Accumulated benefit obligation (ABO) is the approximate amount of a company's pension plan liability at a single point in time. ABO is estimated based on the assumption that the pension plan is to be terminated immediately; it does not consider any future salary increases. This differs from the projected benefit obligation (PBO), which assumes that the pension plan is ongoing, and thus accounts for future salary increases.
- Accumulated benefit obligation (ABO) is the approximate amount of a company's pension plan liability at a single point in time.
- The assumption for the accumulated benefit obligation (ABO) is that the pension plan will be terminated immediately, meaning that there will be no more future salary increases.
- Accumulated benefit obligation (ABO) is equal to the present value of the future amount that a pension plan expects to pay an individual during their retirement.
- Companies are required to measure and report their pension liabilities and the performance of their pension plan by the Financial Accounting Standards Board's Statement No. 87.
- If the accumulated benefit obligation (ABO) is above the pension plan's assets, then the plan is underfunded. If the ABO is below the pension plan's assets, then the plan is overfunded.
- Underfunded or overfunded status can be affected by the discount rate used as well as the expected rate of return on the plan's invested assets.
Understanding Accumulated Benefit Obligation (ABO)
At the end of each accounting period, the Financial Accounting Standards Board requires companies to file FASB Statement No. 87, which quantifies and discloses pension liabilities in addition to the financial position and performance of their pension plans. There are three ways to measure this: accumulated benefit obligation (ABO), projected benefit obligation (PBO), and vested benefit obligation (VBO).
Accumulated benefit obligation is the present value of the amounts that a pension plan expects to pay employees during retirement based on accumulated work service and current salary levels (i.e., no future salary increases) at the time of the pension liability measurement.
Changes in annual ABO are mainly a result of changes in service costs, interest costs, contributions by plan participants, actuarial gains or losses, benefits paid during the year, and foreign exchange gains or losses, if applicable.
ABO and PBO are similar, but ABO does not provide for future salary increases whereas PBO does. As a result, PBO is a more accurate measure of a company's pension liability to its employees, because it assumes salary increases over time, hence, an increase in liabilities that it must be prepared to payout.
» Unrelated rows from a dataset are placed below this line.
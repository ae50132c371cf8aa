//! # Document Handle
//!
//! A Document wraps one [`PageDocument`] (every route, every viewport) and
//! its persistence state. Documents can be:
//! - **Memory-backed**: for tests and scratch documents
//! - **File-backed**: saved to disk once edits settle
//!
//! ## Lifecycle
//!
//! ```text
//! Load → Normalize → Edit (EditSession) → commit_tree → save_if_due
//!   ↓        ↓               ↓                 ↓            ↓
//! File   canonical      snapshots          dirty mark     File
//! ```

use std::path::PathBuf;
use std::sync::Arc;
use std::time::{Duration, Instant};

use pagecraft_model::{ComponentRegistry, PageDocument, Tree, Viewport};
use tracing::{debug, info};

use crate::config::EditorConfig;
use crate::session::EditSession;
use crate::EditorError;

#[derive(Debug)]
pub struct Document {
    /// Path to the backing file (if any)
    pub path: PathBuf,

    /// Increments on each committed tree
    pub version: u64,

    content: PageDocument,
    storage: DocumentStorage,

    /// Quiet period before a dirty document is due for saving
    debounce: Duration,
}

#[derive(Debug)]
pub enum DocumentStorage {
    Memory,

    File {
        dirty: bool,
        last_change: Option<Instant>,
    },
}

impl Document {
    /// Memory-backed document around existing content
    pub fn from_document(path: PathBuf, content: PageDocument, config: &EditorConfig) -> Self {
        Self {
            path,
            version: 0,
            content,
            storage: DocumentStorage::Memory,
            debounce: config.autosave_debounce(),
        }
    }

    /// Load from disk and bring every tree into canonical form
    pub fn load(
        path: PathBuf,
        registry: &ComponentRegistry,
        config: &EditorConfig,
    ) -> Result<Self, EditorError> {
        let source = std::fs::read_to_string(&path)?;
        let mut content = PageDocument::from_json(&source)?;
        let normalized = content.normalize_all(registry);
        if normalized > 0 {
            info!(path = %path.display(), trees = normalized, "Normalized trees on load");
        }

        Ok(Self {
            path,
            version: 0,
            content,
            storage: DocumentStorage::File {
                dirty: normalized > 0,
                last_change: None,
            },
            debounce: config.autosave_debounce(),
        })
    }

    pub fn content(&self) -> &PageDocument {
        &self.content
    }

    pub fn tree(&self, route: &str, viewport: Viewport) -> Result<&Tree, EditorError> {
        Ok(self.content.tree(route, viewport)?)
    }

    /// Start editing one bucket entry
    pub fn open_session(
        &self,
        route: &str,
        viewport: Viewport,
        registry: Arc<ComponentRegistry>,
        config: &EditorConfig,
    ) -> Result<EditSession, EditorError> {
        let tree = self.tree(route, viewport)?.clone();
        Ok(EditSession::with_config(tree, registry, config))
    }

    /// Store an edited tree back into its bucket entry
    pub fn commit_tree(
        &mut self,
        route: &str,
        viewport: Viewport,
        tree: Tree,
        now: Instant,
    ) -> Result<u64, EditorError> {
        if self.content.tree(route, viewport)? == &tree {
            return Ok(self.version);
        }

        self.content.set_tree(route, viewport, tree)?;
        self.version += 1;
        self.mark_dirty(now);

        debug!(route, %viewport, version = self.version, "Tree committed");
        Ok(self.version)
    }

    /// Record a change at `now`; restarts the debounce period
    pub fn mark_dirty(&mut self, now: Instant) {
        if let DocumentStorage::File { dirty, last_change } = &mut self.storage {
            *dirty = true;
            *last_change = Some(now);
        }
    }

    pub fn is_dirty(&self) -> bool {
        matches!(self.storage, DocumentStorage::File { dirty: true, .. })
    }

    /// Dirty, and no change for at least the debounce period
    pub fn flush_due(&self, now: Instant) -> bool {
        match &self.storage {
            DocumentStorage::File { dirty: true, last_change } => match last_change {
                Some(at) => now.saturating_duration_since(*at) >= self.debounce,
                None => true,
            },
            _ => false,
        }
    }

    /// Write to disk (file-backed only)
    pub fn save(&mut self) -> Result<(), EditorError> {
        match &mut self.storage {
            DocumentStorage::File { dirty, last_change } => {
                std::fs::write(&self.path, self.content.to_json()?)?;
                *dirty = false;
                *last_change = None;
                info!(path = %self.path.display(), version = self.version, "Document saved");
                Ok(())
            }
            DocumentStorage::Memory => Err(EditorError::NotFileBacked),
        }
    }

    /// Save if the debounce period has elapsed. Returns whether it saved.
    pub fn save_if_due(&mut self, now: Instant) -> Result<bool, EditorError> {
        if !self.flush_due(now) {
            return Ok(false);
        }
        self.save()?;
        Ok(true)
    }
}

#[cfg(test)]
mod tests {
    use super::*;
    use pagecraft_model::{Node, PageMetadata};

    fn sample() -> PageDocument {
        let mut doc = PageDocument::new();
        doc.add_page("/", PageMetadata::default()).trees.desktop =
            Tree::with_root(Node::new("root", "root").as_container());
        doc
    }

    #[test]
    fn test_memory_document_cannot_save() {
        let mut doc = Document::from_document(
            PathBuf::from("page.json"),
            sample(),
            &EditorConfig::default(),
        );
        let tree = Tree::with_root(
            Node::new("root", "root")
                .as_container()
                .with_children([Node::new("t", "text")]),
        );
        assert_eq!(doc.commit_tree("/", Viewport::Desktop, tree, Instant::now()).unwrap(), 1);
        assert!(!doc.is_dirty());
        assert!(matches!(doc.save(), Err(EditorError::NotFileBacked)));
    }

    #[test]
    fn test_unknown_route() {
        let mut doc = Document::from_document(
            PathBuf::from("page.json"),
            sample(),
            &EditorConfig::default(),
        );
        assert!(doc.tree("/missing", Viewport::Desktop).is_err());
        assert!(doc
            .commit_tree("/missing", Viewport::Mobile, Tree::empty(), Instant::now())
            .is_err());
    }

    #[test]
    fn test_load_normalizes_and_debounces() {
        let dir = tempfile::tempdir().unwrap();
        let file = dir.path().join("page.json");
        let mut content = sample();
        content.pages.get_mut("/").unwrap().trees.mobile = Tree::new([Node::new("loose", "text")]);
        std::fs::write(&file, content.to_json().unwrap()).unwrap();

        let registry = ComponentRegistry::builtin();
        let config = EditorConfig {
            autosave_debounce_ms: 500,
            ..EditorConfig::default()
        };
        let mut doc = Document::load(file.clone(), &registry, &config).unwrap();

        // mobile was loose and tablet empty
        assert!(doc.is_dirty());
        assert!(doc.tree("/", Viewport::Mobile).unwrap().is_canonical());
        assert!(doc.tree("/", Viewport::Tablet).unwrap().is_canonical());
        doc.save().unwrap();
        assert!(!doc.is_dirty());

        let start = Instant::now();
        let mut session = doc
            .open_session("/", Viewport::Desktop, Arc::new(registry), &config)
            .unwrap();
        let root = session.tree().root_path();
        session.insert_kind(&root, 0, "text").unwrap();
        doc.commit_tree("/", Viewport::Desktop, session.tree().clone(), start)
            .unwrap();

        assert!(doc.is_dirty());
        assert!(!doc.flush_due(start + Duration::from_millis(100)));
        assert!(!doc.save_if_due(start + Duration::from_millis(100)).unwrap());
        assert!(doc.save_if_due(start + Duration::from_millis(600)).unwrap());
        assert!(!doc.is_dirty());

        let reloaded = PageDocument::from_json(&std::fs::read_to_string(&file).unwrap()).unwrap();
        assert_eq!(
            reloaded.tree("/", Viewport::Desktop).unwrap().node_count(),
            2
        );
    }

    #[test]
    fn test_debounce_follows_config() {
        let dir = tempfile::tempdir().unwrap();
        let file = dir.path().join("page.json");
        std::fs::write(&file, sample().to_json().unwrap()).unwrap();

        let registry = ComponentRegistry::builtin();
        let quick = EditorConfig {
            autosave_debounce_ms: 50,
            ..EditorConfig::default()
        };
        let slow = EditorConfig {
            autosave_debounce_ms: 2_000,
            ..EditorConfig::default()
        };
        let mut fast_doc = Document::load(file.clone(), &registry, &quick).unwrap();
        let mut slow_doc = Document::load(file, &registry, &slow).unwrap();

        let start = Instant::now();
        fast_doc.mark_dirty(start);
        slow_doc.mark_dirty(start);

        let later = start + Duration::from_millis(100);
        assert!(fast_doc.flush_due(later));
        assert!(!slow_doc.flush_due(later));
        assert!(slow_doc.flush_due(start + Duration::from_millis(2_000)));
    }
}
When comparing the ABO to the value of the plan's assets, the plan's assets can either be overfunded or underfunded. If ABO is higher than the plan's assets, then there is a shortfall and the pension plan is underfunded. If the plan's assets exceed ABO, then the pension plan is overfunded.
Accumulated Benefit Obligation (ABO) Calculation Factors
Underfunded plans are booked as a long-term liability on the balance sheet of a company. As ABO is a present value calculation, there are two major drivers that determine if a plan is underfunded or overfunded. The two assumptions are the discount rate used in the present value calculation and the expected long-term rate of return on the plan's assets.
If there is a decline in the assumed discount rate, the estimated underfunded amount will increase (or an overfunded amount will decrease), all else equal. On the other hand, if the assumed rate of return on plan assets is increased, an underfunded amount will fall (or an overfunded amount will rise), holding all other variables constant.
Real World Example
A financial statement note in Raytheon Company's 10-K for the fiscal year of 2016 details ABO, PBO, and plan asset amounts. ABO for domestic pension plans was $22.1 billion, meaning that the company had a liability to pay its employees a pension amount of $22.1 billion. The current value of the pension plan was $17.8 billion.
As the liability amount of $22.1 billion was higher than the plan's assets of $17.8 billion, the plan was underfunded by $4.3 billion. This amount was recorded as part of "Accrued retiree benefits and other long-term liabilities" on the company's balance sheet.